Fortschreitende Normalisierung
Weniger geräuschlos verlief eine andere von Ludwig geplante Veranstaltung, die im September 2024 in Beelitz stattfinden sollte. Eingeladen zu dieser war unter anderem der verschwörungs-ideologische Aktivist Ricardo Leppe. Leppe ist selbsternannter »Bildungsexperte«, Anhänger der völkischen und rechtsesoterischen Anastasia-Bewegung und warb wiederholt für die antisemitische Germanische Neue Medizin. Nach anhaltender Kritik wurde Leppe zwar ausgeladen, doch die Nähe zur verschwörungsideologischen Szene sucht Ludwig weiterhin. Im März 2025 war sie Gesprächspartnerin im Radio Berliner Morgenröte von Oliver Schindler.
Im Kino Babylon in Berlin-Mitte nahm Ludwig im Juli dieses Jahres neben mehreren verschwörungsideologischen Aktivist*innen an einer Podiumsdiskussion zur »Aufarbeitung« der Coronapandemie teil. Und auch im Bundestag fällt die eigentlich für den Bereich Wirtschaft und Energie zuständige Politikerin bisher vornehmlich durch die Suche nach Impfnebenwirkungen auf.

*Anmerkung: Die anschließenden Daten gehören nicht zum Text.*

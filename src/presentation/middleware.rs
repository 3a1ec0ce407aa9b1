//! HTTP middleware for the web server

use axum::{http::Request, middleware::Next, response::Response};
use std::time::Instant;
use uuid::Uuid;

/// Request logging middleware with timing and request ID
pub async fn logging_middleware(request: Request<axum::body::Body>, next: Next) -> Response {
    let method = request.method().clone();
    let uri = request.uri().clone();
    let request_id = Uuid::new_v4();
    let start_time = Instant::now();

    tracing::info!(
        request_id = %request_id,
        method = %method,
        uri = %uri,
        "Processing request"
    );

    let response = next.run(request).await;
    let duration = start_time.elapsed();

    tracing::info!(
        request_id = %request_id,
        method = %method,
        uri = %uri,
        status = %response.status(),
        duration_ms = duration.as_millis(),
        "Request completed"
    );

    response
}
//! Domain services for ranking and summarizing aggregated records

use std::collections::HashMap;

use super::entities::{CategorySummary, DetectionRecord};
use super::value_objects::Category;

/// Sort records by severity rank (critical first), then by detection time
/// descending. This is the canonical presentation order for every read path.
pub fn rank_records(records: &mut [DetectionRecord]) {
    records.sort_by(|a, b| {
        b.severity
            .cmp(&a.severity)
            .then_with(|| b.detected_at.cmp(&a.detected_at))
    });
}

/// Compute per-category summaries from an already-loaded record list. Working
/// in memory keeps the summary path to a single storage round-trip.
pub fn summarize_by_category(records: &[DetectionRecord]) -> HashMap<Category, CategorySummary> {
    let mut summaries: HashMap<Category, CategorySummary> = HashMap::new();
    for record in records {
        summaries
            .entry(record.category.clone())
            .or_default()
            .record(record);
    }
    summaries
}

Deutlich macht sie damit jedoch vor allem, dass die verschwörungsideologische Szene mit ihren selbsternannten »alternativen Medien« seit der letzten Bundestagswahl nicht nur innerhalb der AfD, sondern auch bei der CDU-Fraktion mindestens ein offenes Ohr findet. Dass Ludwig mit ihren Positionen immer offensiver in die Öffentlichkeit tritt, ist auch als Ergebnis einer fortschreitenden Normalisierung rechter Positionen zu deuten.
Gegen Kritik immunisieren
Bereits 2012 musste Ludwig vom Vorsitz der Brandenburger CDU-Landtagsfraktion zurücktreten, nachdem mehrere Artikel und Interviews von und mit ihr in der extrem rechten Wochenzeitschrift Junge Freiheit (JF) sowie der Preußischen Allgemeinen Zeitung erschienen sind. Schon damals fabulierte sie von »gelenkten Medien« und sieht sich bis heute als Verfechterin der Meinungsfreiheit, die ihrer Ansicht nach eingeschränkt werde. Diese in den letzten Jahren immer wieder verwendete rechte Kommunikationsstrategie dient in erster Linie dazu, sich gegen Kritik zu immunisieren und den Raum des Sagbaren immer weiter zu öffnen. Für Ludwig geht diese Öffnung nur in eine Richtung: nach rechts.